The first principle of analyzing compromised machines
The first principle of analyzing compromised machines is simple:
You can't trust anything running on a compromised machine.
If you are sufficiently paranoid, everything on a compromised machine might be compromised and lying to you: the programs, the shared libraries, the data files, even the kernel. You cannot trust any of it. This means that you cannot use a compromised machine to examine itself. Not even a little bit, however convenient it would be.
(The partial exception is that if a test on the compromised machine says that something is compromised, it probably is. But don't stop there.)

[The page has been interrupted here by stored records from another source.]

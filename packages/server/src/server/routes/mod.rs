// HTTP routes
pub mod admin;
pub mod auth;
pub mod health;
pub mod me;

pub use admin::*;
pub use auth::*;
pub use health::*;
pub use me::*;
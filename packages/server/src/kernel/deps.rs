//! Server dependencies (using traits for testability)
//!
//! Built once at startup from [`Config`](crate::Config) and shared by every
//! handler. The auth backend is fixed here; nothing downstream re-reads
//! configuration.

use anyhow::{Context, Result};
use std::sync::Arc;

use crate::config::{Config, HostedKeys};
use crate::domains::auth::{
    AuthProvider, JwksClient, RoleLookupFailurePolicy, SessionCookies, SessionResolver,
    TokenDecoder,
};
use crate::domains::users::UserStore;

/// Settings for the credentials and identity-sync flows
#[derive(Debug, Clone, Default)]
pub struct AccountSettings {
    /// New local accounts are created already verified
    pub auto_verify_email: bool,
    /// Emails that receive SUPER_ADMIN when their account is first created
    pub admin_emails: Vec<String>,
}

impl AccountSettings {
    /// Case-insensitive match against `admin_emails`
    pub fn is_admin_email(&self, email: &str) -> bool {
        self.admin_emails
            .iter()
            .any(|admin| admin.trim().eq_ignore_ascii_case(email.trim()))
    }
}

/// Dependencies shared by handlers and actions
#[derive(Clone)]
pub struct ServerDeps {
    pub users: Arc<dyn UserStore>,
    pub resolver: Arc<SessionResolver>,
    /// Present in local-session mode
    pub cookies: Option<Arc<SessionCookies>>,
    /// Present in hosted-identity mode
    pub decoder: Option<Arc<TokenDecoder>>,
    pub accounts: AccountSettings,
}

impl ServerDeps {
    /// Dependencies for hosted-identity mode
    pub fn hosted(
        users: Arc<dyn UserStore>,
        decoder: Arc<TokenDecoder>,
        on_lookup_failure: RoleLookupFailurePolicy,
        accounts: AccountSettings,
    ) -> Self {
        let resolver = SessionResolver::hosted(decoder.clone(), users.clone(), on_lookup_failure);
        Self {
            users,
            resolver: Arc::new(resolver),
            cookies: None,
            decoder: Some(decoder),
            accounts,
        }
    }

    /// Dependencies for local-session mode
    pub fn local(
        users: Arc<dyn UserStore>,
        cookies: Arc<SessionCookies>,
        accounts: AccountSettings,
    ) -> Self {
        Self {
            users,
            resolver: Arc::new(SessionResolver::local(cookies.clone())),
            cookies: Some(cookies),
            decoder: None,
            accounts,
        }
    }

    /// Wire everything for the provider selected in `config`
    pub fn from_config(config: &Config, users: Arc<dyn UserStore>) -> Result<Self> {
        let accounts = AccountSettings {
            auto_verify_email: config.auto_verify_email,
            admin_emails: config.admin_emails.clone(),
        };

        match config.auth_provider {
            AuthProvider::HostedIdentity => {
                let hosted = config
                    .hosted
                    .as_ref()
                    .context("Hosted identity settings missing")?;
                let decoder = match &hosted.keys {
                    HostedKeys::Jwks(url) => TokenDecoder::with_jwks(JwksClient::new(url.clone())?),
                    HostedKeys::SharedSecret(secret) => TokenDecoder::with_shared_secret(secret),
                }
                .issuer(hosted.issuer.clone())
                .audience(hosted.audience.clone());

                Ok(Self::hosted(
                    users,
                    Arc::new(decoder),
                    config.role_lookup_failure,
                    accounts,
                ))
            }
            AuthProvider::LocalSession => {
                let local = config
                    .local
                    .as_ref()
                    .context("Local session settings missing")?;
                let cookies = SessionCookies::new(
                    &local.session_secret,
                    chrono::Duration::hours(local.session_max_age_hours),
                    local.cookie_secure,
                );
                Ok(Self::local(users, Arc::new(cookies), accounts))
            }
        }
    }

    pub fn provider(&self) -> AuthProvider {
        self.resolver.provider()
    }
}
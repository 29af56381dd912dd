//! HTTP error responses.
//!
//! Every error the API returns has the same JSON shape:
//! `{"error": "<stable discriminator>", "message": "<human readable>"}`.

use axum::{
    http::StatusCode,
    response::{IntoResponse, Response},
    Json,
};
use serde::{Deserialize, Serialize};
use thiserror::Error;

/// JSON body for error responses
#[derive(Debug, Clone, PartialEq, Eq, Serialize, Deserialize)]
pub struct ErrorBody {
    pub error: String,
    pub message: String,
}

impl ErrorBody {
    pub fn new(error: &str, message: impl Into<String>) -> Self {
        Self {
            error: error.to_string(),
            message: message.into(),
        }
    }
}

/// Errors returned from HTTP handlers
#[derive(Error, Debug)]
pub enum ApiError {
    #[error("{0}")]
    BadRequest(String),

    #[error("{0}")]
    Unauthorized(String),

    #[error("{0}")]
    Forbidden(String),

    #[error("{0}")]
    NotFound(String),

    #[error("{0}")]
    Conflict(String),

    #[error("Internal error: {0}")]
    Internal(#[from] anyhow::Error),
}

impl ApiError {
    pub fn status(&self) -> StatusCode {
        match self {
            ApiError::BadRequest(_) => StatusCode::BAD_REQUEST,
            ApiError::Unauthorized(_) => StatusCode::UNAUTHORIZED,
            ApiError::Forbidden(_) => StatusCode::FORBIDDEN,
            ApiError::NotFound(_) => StatusCode::NOT_FOUND,
            ApiError::Conflict(_) => StatusCode::CONFLICT,
            ApiError::Internal(_) => StatusCode::INTERNAL_SERVER_ERROR,
        }
    }

    pub fn body(&self) -> ErrorBody {
        match self {
            ApiError::BadRequest(msg) => ErrorBody::new("BadRequest", msg.clone()),
            ApiError::Unauthorized(msg) => ErrorBody::new("Unauthorized", msg.clone()),
            ApiError::Forbidden(msg) => ErrorBody::new("Forbidden", msg.clone()),
            ApiError::NotFound(msg) => ErrorBody::new("NotFound", msg.clone()),
            ApiError::Conflict(msg) => ErrorBody::new("Conflict", msg.clone()),
            // Internal details stay in the logs
            ApiError::Internal(_) => ErrorBody::new("InternalError", "Something went wrong"),
        }
    }
}

impl IntoResponse for ApiError {
    fn into_response(self) -> Response {
        if let ApiError::Internal(ref e) = self {
            tracing::error!(error = %e, "Request failed");
        }
        (self.status(), Json(self.body())).into_response()
    }
}
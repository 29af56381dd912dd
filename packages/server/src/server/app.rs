//! Application setup and server configuration.

use std::sync::Arc;

use anyhow::Result;
use axum::{
    extract::Extension,
    http::{
        header::{AUTHORIZATION, CONTENT_TYPE},
        HeaderValue, Method,
    },
    routing::{get, post, put},
    Router,
};
use tower_http::cors::{AllowOrigin, Any, CorsLayer};
use tower_http::trace::TraceLayer;

use crate::kernel::ServerDeps;
use crate::server::middleware::with_auth_rate_limit;
use crate::server::routes::{
    health_handler, list_users_handler, login_handler, logout_handler, me_handler,
    provider_handler, register_handler, session_handler, set_role_handler, sync_handler,
    verify_email_handler,
};

/// Shared application state
#[derive(Clone)]
pub struct AxumAppState {
    pub deps: Arc<ServerDeps>,
}

/// Router options that do not belong to the auth dependencies
#[derive(Debug, Clone)]
pub struct AppOptions {
    /// Empty means any origin (no credentials)
    pub allowed_origins: Vec<String>,
    /// Throttle register/login per client IP
    pub rate_limit_auth: bool,
}

impl Default for AppOptions {
    fn default() -> Self {
        Self {
            allowed_origins: Vec::new(),
            rate_limit_auth: true,
        }
    }
}

fn cors_layer(allowed_origins: &[String]) -> CorsLayer {
    let cors = CorsLayer::new()
        .allow_methods([Method::GET, Method::POST, Method::PUT])
        .allow_headers([AUTHORIZATION, CONTENT_TYPE]);

    let origins: Vec<HeaderValue> = allowed_origins
        .iter()
        .filter_map(|origin| match HeaderValue::from_str(origin) {
            Ok(value) => Some(value),
            Err(_) => {
                tracing::warn!(origin = %origin, "Ignoring invalid CORS origin");
                None
            }
        })
        .collect();

    if origins.is_empty() {
        cors.allow_origin(Any)
    } else {
        // Session cookies only travel to explicitly listed origins
        cors.allow_origin(AllowOrigin::list(origins))
            .allow_credentials(true)
    }
}

/// Build the Axum application router
pub fn build_app(deps: ServerDeps, options: AppOptions) -> Result<Router> {
    let resolver = deps.resolver.clone();
    let app_state = AxumAppState {
        deps: Arc::new(deps),
    };

    // Credential endpoints
    let mut credentials = Router::new()
        .route("/api/auth/register", post(register_handler))
        .route("/api/auth/login", post(login_handler));
    if options.rate_limit_auth {
        credentials = with_auth_rate_limit(credentials)?;
    }

    let app = Router::new()
        .route("/health", get(health_handler))
        .route("/api/auth/session", get(session_handler))
        .route("/api/auth/provider", get(provider_handler))
        .route("/api/auth/logout", post(logout_handler))
        .route("/api/auth/sync", post(sync_handler))
        .route("/api/me", get(me_handler))
        .route("/api/admin/users", get(list_users_handler))
        .route("/api/admin/users/:id/role", put(set_role_handler))
        .route("/api/admin/users/:id/verify-email", post(verify_email_handler))
        .merge(credentials)
        // Middleware layers (applied in reverse order - last added runs first)
        .layer(Extension(resolver)) // Used by the AuthSession / AdminSession extractors
        .layer(Extension(app_state))
        .layer(cors_layer(&options.allowed_origins))
        .layer(TraceLayer::new_for_http());

    Ok(app)
}
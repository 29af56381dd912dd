//! Role gate: authentication and minimum-role checks for handlers.
//!
//! Outcomes per request:
//!
//! ```text
//! UNRESOLVED -> no/invalid credential -> UNAUTHENTICATED (401)
//!            -> valid credential      -> AUTHENTICATED(role) -> role allowed     -> AUTHORIZED
//!                                                            -> role not allowed -> FORBIDDEN (403)
//! ```
//!
//! Every guard call resolves the session again; nothing is cached on the request.

use axum::{
    async_trait,
    extract::FromRequestParts,
    http::{request::Parts, HeaderMap, StatusCode},
    response::{IntoResponse, Response},
    Json,
};
use std::sync::Arc;
use thiserror::Error;
use tracing::{debug, error};

use super::session::{Session, SessionResolver};
use crate::common::{ApiError, ErrorBody, Role, ADMIN_ROLES};

pub const UNAUTHORIZED_MESSAGE: &str = "You must be logged in to access this resource";
pub const FORBIDDEN_MESSAGE: &str = "You do not have permission to access this resource";

/// Why a guard refused the request. Renders as the 401/403 JSON response.
#[derive(Debug, Clone, Copy, PartialEq, Eq, Error)]
pub enum AuthRejection {
    #[error("{}", UNAUTHORIZED_MESSAGE)]
    Unauthorized,

    #[error("{}", FORBIDDEN_MESSAGE)]
    Forbidden,
}

impl AuthRejection {
    pub fn status(&self) -> StatusCode {
        match self {
            AuthRejection::Unauthorized => StatusCode::UNAUTHORIZED,
            AuthRejection::Forbidden => StatusCode::FORBIDDEN,
        }
    }

    pub fn body(&self) -> ErrorBody {
        match self {
            AuthRejection::Unauthorized => ErrorBody::new("Unauthorized", UNAUTHORIZED_MESSAGE),
            AuthRejection::Forbidden => ErrorBody::new("Forbidden", FORBIDDEN_MESSAGE),
        }
    }
}

impl IntoResponse for AuthRejection {
    fn into_response(self) -> Response {
        (self.status(), Json(self.body())).into_response()
    }
}

impl From<AuthRejection> for ApiError {
    fn from(rejection: AuthRejection) -> Self {
        match rejection {
            AuthRejection::Unauthorized => ApiError::Unauthorized(UNAUTHORIZED_MESSAGE.into()),
            AuthRejection::Forbidden => ApiError::Forbidden(FORBIDDEN_MESSAGE.into()),
        }
    }
}

/// Require an authenticated session
pub async fn require_authenticated(
    resolver: &SessionResolver,
    headers: &HeaderMap,
) -> Result<Session, AuthRejection> {
    resolver
        .resolve(headers)
        .await
        .ok_or(AuthRejection::Unauthorized)
}

/// Require an authenticated session whose role is one of `allowed`
pub async fn require_role(
    resolver: &SessionResolver,
    headers: &HeaderMap,
    allowed: &[Role],
) -> Result<Session, AuthRejection> {
    let session = require_authenticated(resolver, headers).await?;

    if !session.has_any_role(allowed) {
        debug!(
            user_id = %session.user.id,
            role = %session.user.role,
            "Role not permitted"
        );
        return Err(AuthRejection::Forbidden);
    }

    Ok(session)
}

fn resolver_from(parts: &Parts) -> Result<Arc<SessionResolver>, AuthRejection> {
    parts
        .extensions
        .get::<Arc<SessionResolver>>()
        .cloned()
        .ok_or_else(|| {
            error!("SessionResolver extension missing from request");
            AuthRejection::Unauthorized
        })
}

/// Extractor for handlers that need any authenticated user
#[derive(Debug, Clone)]
pub struct AuthSession(pub Session);

#[async_trait]
impl<S> FromRequestParts<S> for AuthSession
where
    S: Send + Sync,
{
    type Rejection = AuthRejection;

    async fn from_request_parts(parts: &mut Parts, _state: &S) -> Result<Self, Self::Rejection> {
        let resolver = resolver_from(parts)?;
        require_authenticated(&resolver, &parts.headers)
            .await
            .map(AuthSession)
    }
}

/// Extractor for handlers restricted to `ADMIN` and `SUPER_ADMIN`
#[derive(Debug, Clone)]
pub struct AdminSession(pub Session);

#[async_trait]
impl<S> FromRequestParts<S> for AdminSession
where
    S: Send + Sync,
{
    type Rejection = AuthRejection;

    async fn from_request_parts(parts: &mut Parts, _state: &S) -> Result<Self, Self::Rejection> {
        let resolver = resolver_from(parts)?;
        require_role(&resolver, &parts.headers, ADMIN_ROLES)
            .await
            .map(AdminSession)
    }
}
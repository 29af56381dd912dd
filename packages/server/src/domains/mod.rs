// Domain modules

pub mod auth;
pub mod users;
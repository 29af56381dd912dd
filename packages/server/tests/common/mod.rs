// Common test utilities

pub mod app;
pub mod harness;

pub use app::*;
pub use harness::*;
//! Wall-clock pacing for hosts.
//!
//! The CPU never decides when to run. A [`Pacer`] turns elapsed real time
//! into a number of instruction steps and timer ticks owed, each at its own
//! rate, carrying the remainder forward so fractional periods add up.

use std::time::Duration;

/// Upper bound on the time a single [`Pacer::advance`] call accounts for.
///
/// A host that stalls (debugger pause, suspended terminal) would otherwise
/// owe thousands of steps at once.
pub const MAX_CATCH_UP: Duration = Duration::from_millis(250);

/// Work owed after some elapsed time.
#[derive(Debug, Clone, Copy, Default, PartialEq, Eq)]
pub struct Budget {
    pub steps: u32,
    pub ticks: u32,
}

#[derive(Debug, Clone)]
pub struct Pacer {
    step_period: Duration,
    tick_period: Duration,
    step_debt: Duration,
    tick_debt: Duration,
}

impl Pacer {
    /// Pace `cpu_hz` steps and `timer_hz` ticks per second.
    ///
    /// Rates of zero are treated as one per second.
    pub fn new(cpu_hz: u32, timer_hz: u32) -> Self {
        Self {
            step_period: period(cpu_hz),
            tick_period: period(timer_hz),
            step_debt: Duration::ZERO,
            tick_debt: Duration::ZERO,
        }
    }

    /// Account for `elapsed` time and return what is now due.
    pub fn advance(&mut self, elapsed: Duration) -> Budget {
        let elapsed = elapsed.min(MAX_CATCH_UP);
        self.step_debt += elapsed;
        self.tick_debt += elapsed;

        Budget {
            steps: drain(&mut self.step_debt, self.step_period),
            ticks: drain(&mut self.tick_debt, self.tick_period),
        }
    }

    /// Forget any carried remainder.
    pub fn reset(&mut self) {
        self.step_debt = Duration::ZERO;
        self.tick_debt = Duration::ZERO;
    }

    /// How long until the next step or tick falls due.
    pub fn until_next(&self) -> Duration {
        let step = self.step_period.saturating_sub(self.step_debt);
        let tick = self.tick_period.saturating_sub(self.tick_debt);
        step.min(tick)
    }
}

fn period(hz: u32) -> Duration {
    Duration::from_secs(1) / hz.max(1)
}

fn drain(debt: &mut Duration, period: Duration) -> u32 {
    let due = (debt.as_nanos() / period.as_nanos()) as u32;
    *debt -= period * due;
    due
}

#[cfg(test)]
mod tests {
    use super::*;

    #[test]
    fn test_one_second_budget() {
        let mut pacer = Pacer::new(600, 60);
        let mut total = Budget::default();
        for _ in 0..10 {
            let b = pacer.advance(Duration::from_millis(100));
            total.steps += b.steps;
            total.ticks += b.ticks;
        }
        assert_eq!(total, Budget { steps: 600, ticks: 60 });
    }

    #[test]
    fn test_fractions_carry_over() {
        let mut pacer = Pacer::new(60, 60);
        // 16.66..ms period: 10ms owes nothing, the next 10ms owes one
        assert_eq!(pacer.advance(Duration::from_millis(10)), Budget::default());
        assert_eq!(pacer.advance(Duration::from_millis(10)), Budget { steps: 1, ticks: 1 });
    }

    #[test]
    fn test_catch_up_is_capped() {
        let mut pacer = Pacer::new(1000, 60);
        let b = pacer.advance(Duration::from_secs(10));
        assert_eq!(b.steps, 250);
        assert_eq!(b.ticks, 15);
    }

    #[test]
    fn test_until_next() {
        let mut pacer = Pacer::new(100, 50);
        assert_eq!(pacer.until_next(), Duration::from_millis(10));
        pacer.advance(Duration::from_millis(4));
        assert_eq!(pacer.until_next(), Duration::from_millis(6));
    }

    #[test]
    fn test_zero_rate() {
        let mut pacer = Pacer::new(0, 0);
        assert_eq!(pacer.advance(Duration::from_millis(200)), Budget::default());
    }
}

If you need to examine a thoroughly compromised machine you must do it completely from the outside, using some sort of environment that is known beforehand to be good. The traditional way is to connect the disks up to another system and use it to poke around; these days you can also use a live CD, if you are sure that the system is actually running it. Only then can you be confidant that you are not being lied to and your tools are actually reading what is really there and so aren't being fooled when they say that something isn't compromised.
(This sort of paranoia can run very deep. For example, are you sure that the BIOS hasn't been compromised to boot a hypervisor that then boots your live CD in a fake environment to hide bits of the disk from it? Really, it's simpler to add the disks to another system.)
The time and effort required for this sort of complete external verification is why the common advice for compromised machines is to just reinstall them from scratch.
(And you have to perform a complete verification, because an attacker might have hidden their compromise anywhere. For example, your kernel could be intact on the disk but the attacker has added a startup script that dynamically installs their rootkit through a kernel bug.)